SD Muhammadiyah 1 GKB Gresik ditetapkan sebagai sekolah model pembelajaran mendalam, koding, dan kecerdasan artifisial (AI)
Selawe.com — SD Muhammadiyah 1 GKB (Mugeb Primary School) Gresik resmi menjadi sekolah model implementasi pembelajaran mendalam, koding, dan AI berdasarkan Keputusan Dirjen PAUD Dikdasmen Nomor 0010 Tahun 2026 tertanggal 12 Maret 2026. Penetapan ini diberikan kepada satuan pendidikan yang dinilai siap mengimplementasikan pembelajaran bermakna, sekaligus menjadi pusat praktik baik dan inovasi pendidikan.

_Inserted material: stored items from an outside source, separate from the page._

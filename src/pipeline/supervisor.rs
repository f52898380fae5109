//! Restart Supervisor: a bounded retry loop around a whole collection
//! attempt.
//!
//! The supervised job is opaque. An attempt fails when it returns an error
//! or outlives `attempt_timeout`; the supervisor then cools down and starts
//! another, until one succeeds, the policy gives up, or the token is
//! cancelled. Work already done survives through the progress checkpoint, so
//! every restart resumes rather than repeats.

use std::future::Future;
use std::time::Duration;

use serde::Serialize;
use tokio_util::sync::CancellationToken;
use tracing::{error, info, warn};

use crate::core::backoff::RetryPolicy;
use crate::error::CollectError;
use crate::Result;

#[derive(Debug, Clone, PartialEq, Eq, Serialize)]
#[serde(tag = "outcome", rename_all = "snake_case")]
pub enum SupervisorOutcome {
    Succeeded { attempts: u32 },
    GaveUp { attempts: u32, last_error: String },
    Cancelled { attempts: u32 },
}

impl SupervisorOutcome {
    pub fn is_success(&self) -> bool {
        matches!(self, SupervisorOutcome::Succeeded { .. })
    }
}

#[derive(Debug, Clone)]
pub struct Supervisor {
    /// `max_attempts` counts the first run plus every restart.
    pub policy: RetryPolicy,
    pub attempt_timeout: Option<Duration>,
}

impl Supervisor {
    pub fn new(policy: RetryPolicy, attempt_timeout: Option<Duration>) -> Self {
        Self {
            policy,
            attempt_timeout,
        }
    }

    /// Run `job` (called with the 1-based attempt number) until it succeeds.
    ///
    /// Cancellation drops the in-flight attempt immediately and never
    /// restarts.
    pub async fn run<F, Fut>(&self, cancel: &CancellationToken, mut job: F) -> SupervisorOutcome
    where
        F: FnMut(u32) -> Fut,
        Fut: Future<Output = Result<()>>,
    {
        let max_attempts = self.policy.max_attempts.max(1);
        let mut attempt = 0;

        loop {
            if cancel.is_cancelled() {
                return SupervisorOutcome::Cancelled { attempts: attempt };
            }
            attempt += 1;
            info!(attempt, max_attempts, "starting collection attempt");

            let result = tokio::select! {
                _ = cancel.cancelled() => {
                    info!(attempt, "cancelled, not restarting");
                    return SupervisorOutcome::Cancelled { attempts: attempt };
                }
                result = self.attempt(attempt, job(attempt)) => result,
            };

            let err = match result {
                Ok(()) => {
                    info!(attempt, "collection attempt succeeded");
                    return SupervisorOutcome::Succeeded { attempts: attempt };
                }
                Err(e) => e,
            };

            if attempt >= max_attempts {
                error!(attempt, error = %err, "restart limit reached, giving up");
                return SupervisorOutcome::GaveUp {
                    attempts: attempt,
                    last_error: err.to_string(),
                };
            }

            let cooldown = self.policy.delay_for(attempt);
            warn!(
                attempt,
                error = %err,
                cooldown_ms = cooldown.as_millis() as u64,
                "collection attempt failed, restarting after cool-down"
            );
            tokio::select! {
                _ = cancel.cancelled() => {
                    return SupervisorOutcome::Cancelled { attempts: attempt };
                }
                _ = tokio::time::sleep(cooldown) => {}
            }
        }
    }

    async fn attempt<Fut>(&self, attempt: u32, job: Fut) -> Result<()>
    where
        Fut: Future<Output = Result<()>>,
    {
        match self.attempt_timeout {
            None => job.await,
            Some(limit) => match tokio::time::timeout(limit, job).await {
                Ok(result) => result,
                Err(_) => Err(CollectError::ProcessTimeout {
                    attempt,
                    timeout_secs: limit.as_secs(),
                }),
            },
        }
    }
}
//! Text rendering of season and verification reports.

use crate::pipeline::{SeasonReport, VerificationReport};
use crate::season::Category;

pub fn print_season_report(report: &SeasonReport) {
    let note = if report.skipped {
        " (already complete, nothing fetched)"
    } else {
        ""
    };
    println!("Season {}: {}{}", report.season, report.state.as_str(), note);
    if let Some(cause) = &report.cause {
        println!("  cause: {}", cause);
    }
    println!(
        "  expected {}, collected {}, missing {}",
        report.expected, report.collected, report.missing
    );

    let s = &report.stats;
    if !report.skipped {
        println!(
            "  games: {} new, {} updated, {} unchanged; stats: {} new, {} updated, {} unchanged",
            s.games_inserted,
            s.games_updated,
            s.games_unchanged,
            s.stats_inserted,
            s.stats_updated,
            s.stats_unchanged
        );
        if s.malformed > 0 || s.fetch_failures > 0 || s.reclassified > 0 {
            println!(
                "  {} malformed records skipped, {} fetch failures, {} games reclassified",
                s.malformed, s.fetch_failures, s.reclassified
            );
        }
    }
    if !report.pending_failures.is_empty() {
        println!("  {} records will be retried next run", report.pending_failures.len());
    }
    if !report.excluded.is_empty() {
        println!("  {} records excluded after repeated failures:", report.excluded.len());
        for uid in &report.excluded {
            println!("    {}", uid);
        }
    }
    if let Some(verification) = &report.verification {
        print_breakdown(verification);
    }
}

pub fn print_verification(report: &VerificationReport) {
    let c = &report.completeness;
    let status = if report.is_complete() {
        "complete"
    } else {
        "incomplete"
    };
    println!("Season {}: {}", report.season, status);
    println!(
        "  expected {}, collected {}, missing {}",
        c.expected_total, c.collected_total, c.missing_total
    );
    print_breakdown(report);
}

fn print_breakdown(report: &VerificationReport) {
    let c = &report.completeness;
    for category in std::iter::once(Category::Regular).chain(Category::PLAYOFF_ROUNDS) {
        if let Some(count) = c.by_category.get(&category) {
            println!(
                "  {:<11} {:>4}/{:<4} missing {}",
                category.as_str(),
                count.actual,
                count.expected,
                count.missing
            );
        }
    }
    println!(
        "  {:<11} {:>4}/{:<4} missing {}",
        "playoffs", c.playoffs.actual, c.playoffs.expected, c.playoffs.missing
    );

    if report.consistency.is_empty() {
        println!("  issues: none");
    } else {
        println!("  issues: {}", report.consistency.len());
        for issue in &report.consistency {
            println!("    - {}", issue);
        }
    }
}
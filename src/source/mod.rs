//! Source adapters: the seam between the pipeline and external data feeds.
//!
//! An adapter answers one [`FetchRequest`] with a batch of raw records. Raw
//! records are normalised into storage models by [`raw`]; transport concerns
//! (timeouts, status codes, rate limits) are mapped onto [`SourceError`] so the
//! orchestrator can decide what to retry.

pub mod http;
pub mod raw;

use std::fmt;
use std::time::Duration;

use thiserror::Error;

use crate::cli::types::{GameUid, Season, Week};
use crate::season::Category;

pub use http::HttpJsonSource;
pub use raw::{RawGame, RawTeam, RawTeamStat, StatValue};

/// Per-request failure reported by an adapter
#[derive(Debug, Clone, PartialEq, Error)]
pub enum SourceError {
    #[error("not found")]
    NotFound,

    #[error("rate limited")]
    RateLimited { retry_after: Option<Duration> },

    #[error("{message}")]
    Transient { message: String },
}

impl SourceError {
    pub fn transient(message: impl Into<String>) -> Self {
        SourceError::Transient {
            message: message.into(),
        }
    }

    /// Anything but a definitive "no such record" may succeed on retry.
    pub fn is_retryable(&self) -> bool {
        !matches!(self, SourceError::NotFound)
    }
}

/// What slice of a season to fetch
#[derive(Debug, Clone, PartialEq, Eq, Hash)]
pub enum FetchScope {
    Season,
    Week(Week),
    Round(Category),
    Game(GameUid),
}

/// Short identifier used in progress uids: `week-3`, `wildcard`, `game-401`.
impl fmt::Display for FetchScope {
    fn fmt(&self, f: &mut fmt::Formatter<'_>) -> fmt::Result {
        match self {
            FetchScope::Season => f.write_str("season"),
            FetchScope::Week(week) => write!(f, "week-{}", week),
            FetchScope::Round(category) => write!(f, "{}", category),
            FetchScope::Game(uid) => write!(f, "game-{}", uid),
        }
    }
}

#[derive(Debug, Clone, PartialEq, Eq, Hash)]
pub struct FetchRequest {
    pub season: Season,
    pub scope: FetchScope,
}

impl FetchRequest {
    pub fn new(season: Season, scope: FetchScope) -> Self {
        Self { season, scope }
    }
}

/// A feed of raw records for one season slice.
///
/// Implementations perform a single attempt per call; retry and backoff
/// belong to the caller.
#[allow(async_fn_in_trait)]
pub trait SourceAdapter {
    type Record;

    /// Provenance tag written to every row this source produces.
    fn name(&self) -> &str;

    async fn fetch(&self, request: &FetchRequest) -> Result<Vec<Self::Record>, SourceError>;
}
//! Unit tests for the progress tracker

use super::*;
use tempfile::TempDir;

fn policy() -> ProgressPolicy {
    ProgressPolicy {
        checkpoint_every: 25,
        checkpoint_interval: Duration::from_secs(3600),
        max_record_retries: 3,
    }
}

fn tracker(dir: &TempDir) -> ProgressTracker {
    ProgressTracker::load(&dir.path().join("season-2024.json"), "season-2024", false, policy())
        .unwrap()
}

#[test]
fn test_fresh_tracker_attempts_everything() {
    let dir = TempDir::new().unwrap();
    let tracker = tracker(&dir);
    assert!(tracker.should_attempt("G1", false));
    assert!(tracker.record().processed.is_empty());
}

#[test]
fn test_failed_uid_succeeds_on_next_run() {
    let dir = TempDir::new().unwrap();

    let mut first = tracker(&dir);
    first.record_success("G1");
    first.record_failure("G2");
    first.checkpoint().unwrap();
    assert!(first.record().failed.contains("G2"));

    let mut second = tracker(&dir);
    assert!(!second.should_attempt("G1", false));
    assert!(second.should_attempt("G2", false));
    second.record_success("G2");
    second.checkpoint().unwrap();

    let saved = std::fs::read_to_string(second.path()).unwrap();
    let record: ProgressRecord = serde_json::from_str(&saved).unwrap();
    assert!(record.processed.contains("G2"));
    assert!(!record.failed.contains("G2"));
    assert!(record.attempts.is_empty());
}

#[test]
fn test_failure_is_recorded_once() {
    let dir = TempDir::new().unwrap();
    let mut tracker = tracker(&dir);
    tracker.record_failure("G1");
    tracker.record_failure("G1");

    assert_eq!(tracker.record().failed.len(), 1);
    assert_eq!(tracker.attempts("G1"), 2);
    assert_eq!(tracker.pending_failures(), vec!["G1".to_string()]);
}

#[test]
fn test_failure_after_success_keeps_processed() {
    let dir = TempDir::new().unwrap();
    let mut tracker = tracker(&dir);
    tracker.record_success("G1");
    tracker.record_failure("G1");

    assert!(tracker.is_processed("G1"));
    assert!(tracker.record().failed.is_empty());
}

#[test]
fn test_retry_ceiling_excludes_uid() {
    let dir = TempDir::new().unwrap();
    let mut tracker = tracker(&dir);
    for _ in 0..3 {
        assert!(tracker.should_attempt("G1", false));
        tracker.record_failure("G1");
    }

    assert!(!tracker.should_attempt("G1", false));
    assert!(!tracker.should_attempt("G1", true));
    assert_eq!(tracker.excluded(), vec!["G1".to_string()]);
    assert!(tracker.pending_failures().is_empty());
}

#[test]
fn test_refresh_revisits_processed_uids() {
    let dir = TempDir::new().unwrap();
    let mut tracker = tracker(&dir);
    tracker.record_success("G1");

    assert!(!tracker.should_attempt("G1", false));
    assert!(tracker.should_attempt("G1", true));
}

#[test]
fn test_processed_only_grows_across_runs() {
    let dir = TempDir::new().unwrap();
    let mut previous = BTreeSet::new();

    for run in 0..3 {
        let mut tracker = tracker(&dir);
        assert!(tracker.record().processed.is_superset(&previous));
        for i in 0..10 {
            let uid = format!("G{}", run * 10 + i);
            if i % 3 == 0 {
                tracker.record_failure(&uid);
            } else {
                tracker.record_success(&uid);
            }
        }
        tracker.checkpoint().unwrap();
        previous = tracker.record().processed.clone();
    }
    assert_eq!(previous.len(), 18);
}

#[test]
fn test_checkpoint_is_batched() {
    let dir = TempDir::new().unwrap();
    let mut tracker = tracker(&dir);

    for i in 0..24 {
        tracker.record_success(&format!("G{}", i));
        assert!(!tracker.maybe_checkpoint().unwrap());
    }
    assert!(!tracker.path().exists());

    tracker.record_success("G24");
    assert!(tracker.maybe_checkpoint().unwrap());
    assert!(tracker.path().exists());
    assert!(!tracker.path().with_extension("json.tmp").exists());
}

#[test]
fn test_reset_ignores_existing_checkpoint() {
    let dir = TempDir::new().unwrap();
    let mut first = tracker(&dir);
    first.record_success("G1");
    first.checkpoint().unwrap();

    let path = dir.path().join("season-2024.json");
    let reset = ProgressTracker::load(&path, "season-2024", true, policy()).unwrap();
    assert!(reset.should_attempt("G1", false));

    assert!(ProgressTracker::remove(&path).unwrap());
    assert!(!ProgressTracker::remove(&path).unwrap());
    assert!(!path.exists());
}

#[test]
fn test_other_run_id_starts_fresh() {
    let dir = TempDir::new().unwrap();
    let path = dir.path().join("season-2024.json");
    let mut other = ProgressTracker::load(&path, "season-2023", false, policy()).unwrap();
    other.record_success("G1");
    other.checkpoint().unwrap();

    let tracker = tracker(&dir);
    assert_eq!(tracker.record().run_id, "season-2024");
    assert!(tracker.should_attempt("G1", false));
}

Kepala sekolah, Fony Libriastuti, M.Si, menyatakan penunjukan tersebut menjadi arah pengembangan sekolah ke depan. “Sekolah model tidak hanya fokus pada akademik, tetapi mengimplementasikan pembelajaran mendalam (deep learning), kelas digital, serta pengenalan koding dan Artificial Intelligence (AI),” terangnya.

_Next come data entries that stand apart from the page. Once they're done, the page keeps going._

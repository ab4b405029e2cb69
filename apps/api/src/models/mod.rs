pub mod candidate;
pub mod evaluation;
pub mod job;
pub mod profile;

pub use candidate::Candidate;
pub use evaluation::{
    FinalReport, InterviewAnswer, InterviewEvaluation, InterviewQuestion, QuestionScore,
    Recommendation, ScreeningResult, ScreeningScore, ScreeningStatus,
};
pub use job::{JobDescription, RubricItem};
pub use profile::CandidateProfile;
//! CV documents → plain text for the extractor prompt.

use tracing::debug;

use crate::evaluation::{CvDocument, EvalError};

pub const PDF: &str = "application/pdf";
pub const SUPPORTED_MEDIA_TYPES: &[&str] = &[PDF, "text/plain", "text/markdown"];

/// Longest CV text sent to the model, in characters.
const MAX_CV_CHARS: usize = 60_000;

/// Media type without parameters, lowercased (`Text/Plain; charset=utf-8` → `text/plain`).
pub fn essence(media_type: &str) -> String {
    media_type
        .split(';')
        .next()
        .unwrap_or_default()
        .trim()
        .to_ascii_lowercase()
}

pub fn is_supported(media_type: &str) -> bool {
    SUPPORTED_MEDIA_TYPES.contains(&essence(media_type).as_str())
}

/// Media type for an upload. Browsers often send `application/octet-stream`
/// or nothing at all, in which case the file extension decides.
pub fn resolve_media_type(declared: Option<&str>, file_name: &str) -> String {
    match declared.map(essence) {
        Some(media_type) if media_type != "application/octet-stream" && !media_type.is_empty() => {
            media_type
        }
        declared => {
            let extension = file_name
                .rsplit_once('.')
                .map(|(_, ext)| ext.to_ascii_lowercase());
            match extension.as_deref() {
                Some("pdf") => PDF.to_string(),
                Some("txt") => "text/plain".to_string(),
                Some("md") | Some("markdown") => "text/markdown".to_string(),
                _ => declared.unwrap_or_else(|| "application/octet-stream".to_string()),
            }
        }
    }
}

/// Extracts the document's text. PDF parsing runs on the blocking pool.
pub async fn extract_text(document: &CvDocument) -> Result<String, EvalError> {
    let media_type = essence(&document.media_type);
    let text = match media_type.as_str() {
        PDF => {
            let bytes = document.bytes.clone();
            tokio::task::spawn_blocking(move || pdf_extract::extract_text_from_mem(&bytes))
                .await
                .map_err(|e| EvalError::Declined(format!("PDF extraction aborted: {e}")))?
                .map_err(|e| {
                    EvalError::Declined(format!("unreadable PDF {}: {e:?}", document.file_name))
                })?
        }
        "text/plain" | "text/markdown" => String::from_utf8(document.bytes.to_vec())
            .map_err(|_| EvalError::Declined(format!("{} is not valid UTF-8", document.file_name)))?,
        other => {
            return Err(EvalError::Declined(format!(
                "unsupported media type {other} for {}",
                document.file_name
            )))
        }
    };

    let text = text.trim();
    if text.is_empty() {
        return Err(EvalError::Declined(format!(
            "{} contains no extractable text",
            document.file_name
        )));
    }

    Ok(truncate_chars(text, MAX_CV_CHARS))
}

fn truncate_chars(text: &str, max: usize) -> String {
    match text.char_indices().nth(max) {
        Some((cut, _)) => {
            debug!("CV text truncated from {} bytes to {}", text.len(), cut);
            text[..cut].to_string()
        }
        None => text.to_string(),
    }
}

#[cfg(test)]
mod tests {
    use super::*;
    use bytes::Bytes;

    fn doc(media_type: &str, body: &'static [u8]) -> CvDocument {
        CvDocument {
            file_name: "cv.txt".to_string(),
            media_type: media_type.to_string(),
            bytes: Bytes::from_static(body),
        }
    }

    #[test]
    fn test_media_type_essence() {
        assert_eq!(essence("Text/Plain; charset=utf-8"), "text/plain");
        assert!(is_supported("application/pdf"));
        assert!(is_supported("text/markdown"));
        assert!(!is_supported("image/png"));
    }

    #[test]
    fn test_resolve_media_type_falls_back_to_extension() {
        assert_eq!(resolve_media_type(Some("text/plain"), "cv.pdf"), "text/plain");
        assert_eq!(
            resolve_media_type(Some("application/octet-stream"), "CV.PDF"),
            PDF
        );
        assert_eq!(resolve_media_type(None, "notes.md"), "text/markdown");
        assert_eq!(resolve_media_type(None, "photo"), "application/octet-stream");
        assert_eq!(
            resolve_media_type(Some("application/octet-stream"), "cv.docx"),
            "application/octet-stream"
        );
    }

    #[tokio::test]
    async fn test_plain_text_is_trimmed() {
        let text = extract_text(&doc("text/plain", b"  Ada Lovelace\nAnalyst  \n"))
            .await
            .unwrap();
        assert_eq!(text, "Ada Lovelace\nAnalyst");
    }

    #[tokio::test]
    async fn test_blank_document_is_declined() {
        let err = extract_text(&doc("text/plain", b"   \n ")).await.unwrap_err();
        assert!(matches!(err, EvalError::Declined(_)));
    }

    #[tokio::test]
    async fn test_invalid_utf8_is_declined() {
        let err = extract_text(&doc("text/plain", &[0xff, 0xfe, 0x00]))
            .await
            .unwrap_err();
        assert!(matches!(err, EvalError::Declined(_)));
    }

    #[tokio::test]
    async fn test_garbage_pdf_is_declined() {
        let err = extract_text(&doc(PDF, b"definitely not a pdf")).await.unwrap_err();
        assert!(matches!(err, EvalError::Declined(_)));
    }

    #[tokio::test]
    async fn test_unsupported_type_is_declined() {
        let err = extract_text(&doc("image/png", b"\x89PNG")).await.unwrap_err();
        assert!(matches!(err, EvalError::Declined(_)));
    }

    #[test]
    fn test_truncate_respects_char_boundaries() {
        assert_eq!(truncate_chars("héllo", 2), "hé");
        assert_eq!(truncate_chars("short", 10), "short");
    }
}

“Tujuannya menciptakan ekosistem pembelajaran yang interaktif, kontekstual, dan relevan dengan tantangan zaman,” ujarnya, lantas berharap Mugeb Primary School dapat konsisten dalam menjalankan program tersebut.
Wakil Kepala Sekolah Bidang Kurikulum, Siti Latifah, S.Pd, menjelaskan bahwa kesiapan sekolah tidak terlepas dari implementasi koding yang telah dilakukan lebih awal.
“Pembelajaran koding sudah kami laksanakan sejak 2021. Artinya sekarang memasuki tahun kelima. Kami mulai dari kelas 3 sampai 6, sedangkan dari dinas hanya untuk kelas 5 dan 6,” jelasnya.
Ia menambahkan, pembelajaran juga diperkuat melalui pendekatan bernalar kritis yang dikemas dalam proyek STEAM sebagai tugas akhir siswa kelas 6.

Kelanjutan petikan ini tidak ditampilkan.